Confidence intervals are calculated based on Wilson's CI.
Memory
Out of 152 tests comparing the effect of BgM on memory tasks, our results show that there is no evidence that BgM (irrespective of its characteristics) either hinders or benefits performance in the memory domain (cf. Table 7, Test M1). Nonetheless, if the music had lyrics, performance was significantly worse compared to performance in silence (p < .001; cf. Table 7, Test M2) and performance in instrumental music (p = .009; Table 7, Test M4). The performance in instrumental music did not differ from that in silence.
When looking at individual memory tasks, we found some task specific effects. Compared to silence, there was a strong detrimental effect of BgM (p < .001), L-BgM (p = .003) and I-BgM (p = .021) on serial recall task performance (cf. Table 7, Tests M13-M15). There was also a significant detrimental effect of L-BgM (when compared to silence) on the performance on memory recognition of verbal materials (cf. Table 7, Test M25; p = .011). The only positive effects we found pertain to immediate paired-associates learning of verbal materials, which indicate a positive effect of I-BgM (compared to silence, cf. Table 7, Test M21; p = .003).

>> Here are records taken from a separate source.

// rackview-api: Async Rust client for the rackview inventory backend

pub mod client;
pub mod error;
pub mod transport;
pub mod types;

pub use client::InventoryClient;
pub use error::Error;
pub use transport::{TlsMode, TransportConfig};
pub use types::{Ack, AuditLogResponse, LoginResponse, ServerCreateRequest, ServerResponse};
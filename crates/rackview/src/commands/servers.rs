//! `servers list|add|delete` handlers.

use rackview_core::{Confirmation, DashboardController, DashboardView, ServerDraft};

use crate::cli::{GlobalOpts, OutputFormat, ServerAddArgs, ServersArgs, ServersCommand};
use crate::commands::util;
use crate::error::CliError;
use crate::output;

pub async fn handle(
    args: ServersArgs,
    controller: &mut DashboardController,
    global: &GlobalOpts,
) -> Result<(), CliError> {
    match args.command {
        ServersCommand::List => list(controller, global).await,
        ServersCommand::Add(add) => add_server(add, controller, global).await,
        ServersCommand::Delete { id } => delete(id, controller, global).await,
    }
}

async fn list(
    controller: &mut DashboardController,
    global: &GlobalOpts,
) -> Result<(), CliError> {
    controller.refresh_servers().await?;

    let rendered = match global.output {
        OutputFormat::Json => output::render_json(controller.servers()),
        OutputFormat::Table => {
            let view = DashboardView::build(
                controller.permissions(),
                controller.servers(),
                controller.logs(),
            );
            output::servers_table(&view.servers, output::should_color(global.color))
        }
        OutputFormat::Plain => controller
            .servers()
            .iter()
            .map(|s| format!("{}\t{}", s.id, s.hostname))
            .collect::<Vec<_>>()
            .join("\n"),
    };
    output::print_output(&rendered, global.quiet);
    Ok(())
}

async fn add_server(
    args: ServerAddArgs,
    controller: &mut DashboardController,
    global: &GlobalOpts,
) -> Result<(), CliError> {
    let draft = ServerDraft {
        hostname: args.hostname,
        os_type: args.os_type,
        os_version: args.os_version,
        server_type: args.server_type,
        private_ip: args.private_ip,
        public_ip: args.public_ip,
        primary_owner: args.primary_owner,
        secondary_owner: args.secondary_owner,
        datacenter: args.datacenter,
        environment: args.environment,
    };
    let id = controller.create_server(draft).await?;
    output::print_output(&format!("Server created (id {id})."), global.quiet);
    Ok(())
}

/// Prompt text for deleting a server, naming the hostname when the
/// snapshot knows it.
fn delete_prompt(id: i64, hostname: Option<&str>) -> String {
    match hostname {
        Some(h) => format!("Delete server {id} ({h})?"),
        None => format!("Delete server {id}?"),
    }
}

async fn delete(
    id: i64,
    controller: &mut DashboardController,
    global: &GlobalOpts,
) -> Result<(), CliError> {
    controller.refresh_servers().await?;
    let hostname = controller
        .servers()
        .iter()
        .find(|s| s.id == id)
        .map(|s| s.hostname.clone());

    let confirmation = util::confirm(&delete_prompt(id, hostname.as_deref()), global.yes)?;
    controller.delete_server(id, confirmation).await?;

    match confirmation {
        Confirmation::Declined => output::print_output("Aborted.", global.quiet),
        Confirmation::Confirmed => {
            output::print_output(&format!("Server {id} deleted."), global.quiet);
        }
    }
    Ok(())
}

#[cfg(test)]
mod tests {
    use super::*;

    #[test]
    fn delete_prompt_names_the_hostname_when_known() {
        assert_eq!(delete_prompt(42, Some("db-01")), "Delete server 42 (db-01)?");
        assert_eq!(delete_prompt(7, None), "Delete server 7?");
    }
}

No significant results were found for any other types of memory tasks, either because the sign tests were non-significant (sometimes after corrections for multiple comparisons) or that the analyses were not conducted due to the low number of available tests.
Language
Out of 106 tests comparing the impact of BgM on all language-related tasks, our results show that there is no evidence that BgM either hinders or benefits performance irrespective of task (cf. Table 8, Test L1). Nonetheless, the analyses of individual tasks have revealed two significant effects. First, BgM (compared to silence) hindered reading comprehension (p = .029; cf. Table 8, Test L7), which seems to be associated with the detrimental effect of L-BgM (p = .038; cf. Table 8, Test L8). Second, BgM (compared to silence) had slowed down reading speed (p = .022; cf. Table 8, Test L11).

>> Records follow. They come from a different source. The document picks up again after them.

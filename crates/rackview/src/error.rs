//! CLI error types with miette diagnostics.
//!
//! Maps `CoreError` variants into user-facing errors with actionable
//! help text and stable exit codes.

use miette::Diagnostic;
use thiserror::Error;

use rackview_core::CoreError;

/// Exit codes per the CLI contract.
pub mod exit_code {
    pub const SUCCESS: i32 = 0;
    pub const GENERAL: i32 = 1;
    pub const USAGE: i32 = 2;
    pub const AUTH: i32 = 3;
    pub const NOT_FOUND: i32 = 4;
    pub const PERMISSION: i32 = 5;
    pub const CONNECTION: i32 = 7;
}

#[derive(Debug, Error, Diagnostic)]
pub enum CliError {
    // ── Connection ───────────────────────────────────────────────────
    #[error("Could not connect to the backend")]
    #[diagnostic(
        code(rackview::connection_failed),
        help(
            "Check that the backend is running and reachable.\n\
             Override the URL with --backend (-b) or RACKVIEW_BACKEND."
        )
    )]
    Connection,

    // ── Authentication ───────────────────────────────────────────────
    #[error("Authentication failed: {message}")]
    #[diagnostic(
        code(rackview::auth_failed),
        help("Verify your username and password, then run: rackview login")
    )]
    AuthFailed { message: String },

    #[error("Session expired")]
    #[diagnostic(
        code(rackview::session_expired),
        help("Your saved session was rejected by the backend. Run: rackview login")
    )]
    SessionExpired,

    #[error("Not signed in")]
    #[diagnostic(code(rackview::not_signed_in), help("Run: rackview login"))]
    NotSignedIn,

    // ── Authorization ────────────────────────────────────────────────
    #[error("Permission denied: {message}")]
    #[diagnostic(
        code(rackview::permission_denied),
        help("This operation requires the admin role.")
    )]
    PermissionDenied { message: String },

    // ── Resources ────────────────────────────────────────────────────
    #[error("{message}")]
    #[diagnostic(
        code(rackview::not_found),
        help("Run: rackview servers list to see current ids")
    )]
    NotFound { message: String },

    // ── Validation ───────────────────────────────────────────────────
    #[error("{message}")]
    #[diagnostic(code(rackview::validation))]
    Validation { message: String },

    // ── Configuration ────────────────────────────────────────────────
    #[error(transparent)]
    #[diagnostic(code(rackview::config))]
    Config(#[from] rackview_config::ConfigError),

    // ── Backend / internal ───────────────────────────────────────────
    #[error("Backend error: {message}")]
    #[diagnostic(code(rackview::backend))]
    Backend { message: String },

    #[error(transparent)]
    Io(#[from] std::io::Error),
}

impl CliError {
    /// Map this error to an exit code for process termination.
    pub fn exit_code(&self) -> i32 {
        match self {
            Self::Connection => exit_code::CONNECTION,
            Self::AuthFailed { .. } | Self::SessionExpired | Self::NotSignedIn => exit_code::AUTH,
            Self::PermissionDenied { .. } => exit_code::PERMISSION,
            Self::NotFound { .. } => exit_code::NOT_FOUND,
            Self::Validation { .. } | Self::Config(_) => exit_code::USAGE,
            Self::Backend { .. } | Self::Io(_) => exit_code::GENERAL,
        }
    }
}

// ── CoreError → CliError mapping ─────────────────────────────────────

impl From<CoreError> for CliError {
    fn from(err: CoreError) -> Self {
        match err {
            CoreError::Connectivity => Self::Connection,
            CoreError::AuthenticationFailed { message } => Self::AuthFailed { message },
            CoreError::SessionExpired => Self::SessionExpired,
            CoreError::NotAuthenticated => Self::NotSignedIn,
            CoreError::Forbidden { message } => Self::PermissionDenied { message },
            CoreError::NotFound { message } => Self::NotFound { message },
            CoreError::ValidationFailed { message } => Self::Validation { message },
            CoreError::MalformedResponse { message } | CoreError::Internal(message) => {
                Self::Backend { message }
            }
        }
    }
}

impl From<rackview_core::StoreError> for CliError {
    fn from(err: rackview_core::StoreError) -> Self {
        Self::Backend {
            message: err.to_string(),
        }
    }
}

#[cfg(test)]
mod tests {
    use super::*;

    #[test]
    fn exit_codes_are_stable() {
        assert_eq!(CliError::Connection.exit_code(), 7);
        assert_eq!(CliError::SessionExpired.exit_code(), 3);
        assert_eq!(CliError::NotSignedIn.exit_code(), 3);
        assert_eq!(
            CliError::PermissionDenied {
                message: "Admin access required".into()
            }
            .exit_code(),
            5
        );
        assert_eq!(
            CliError::NotFound {
                message: "Server not found".into()
            }
            .exit_code(),
            4
        );
        assert_eq!(
            CliError::Validation {
                message: "Missing required field: hostname".into()
            }
            .exit_code(),
            2
        );
    }

    #[test]
    fn core_errors_map_to_the_documented_variants() {
        assert!(matches!(
            CliError::from(CoreError::Connectivity),
            CliError::Connection
        ));
        assert!(matches!(
            CliError::from(CoreError::SessionExpired),
            CliError::SessionExpired
        ));
        assert!(matches!(
            CliError::from(CoreError::Forbidden {
                message: "Admin access required".into()
            }),
            CliError::PermissionDenied { .. }
        ));
    }
}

No significant results were found for any other language-related tasks, either because the sign tests were non-significant or that the analyses were not conducted due to the low number of available tests.
Task Difficulty
Out of 24 tests that compared the impact of BgM on tasks varying in difficulty level (irrespective of the cognitive domain and types of tasks), our results show no difference in difficult tasks performance with or without BgM. This is the same for easy tasks. However, when we directly compared the performance between difficult and easy tasks, we found no significant difference in task performance when in silence; but when in the presence of BgM, performance in difficult tasks was significantly poorer than performance in the easy tasks (p = .023; cf. Table 9, Test TF5). We found a similar effect when we tested only instrumental music (p = .031; cf. Table 9, Test TF6). The analysis of L-BgM was not conducted due to the low number of available tests.
The Contributions of Individual Characteristics
In relation to the contributions of individual listeners’ characteristics on the effect of BgM on cognitive task performance, only the level of extraversion yielded statistically significant effects. As it can be seen in Table 10, compared to silence, introverts’ performance across all types of cognitive tasks was significantly poorer in the presence of BgM in general (p = .004; cf. Table 10, Test EXT3) and L-BgM in particular (p = .004; cf. Table 10, Test EXT4), whereas the performance of extraverts was not affected by the presence of music. We also directly compared the performances of introverts and extraverts in both BgM and silent conditions. Interestingly, our results show that, compared to extraverts, introverts had a significantly superior performance in the silent condition (p = .004; cf. Table 10, Test EXT7), but this effect disappeared in the presence of BgM (cf. Table 10, Tests EXT3-EXT4).
Sign test results of BgM and cognitive performances by level of extraversion, performed on RStudio version 4.1.0, using the function ‘binom.test’ (p = 0.5, alternative = ‘two.sided’).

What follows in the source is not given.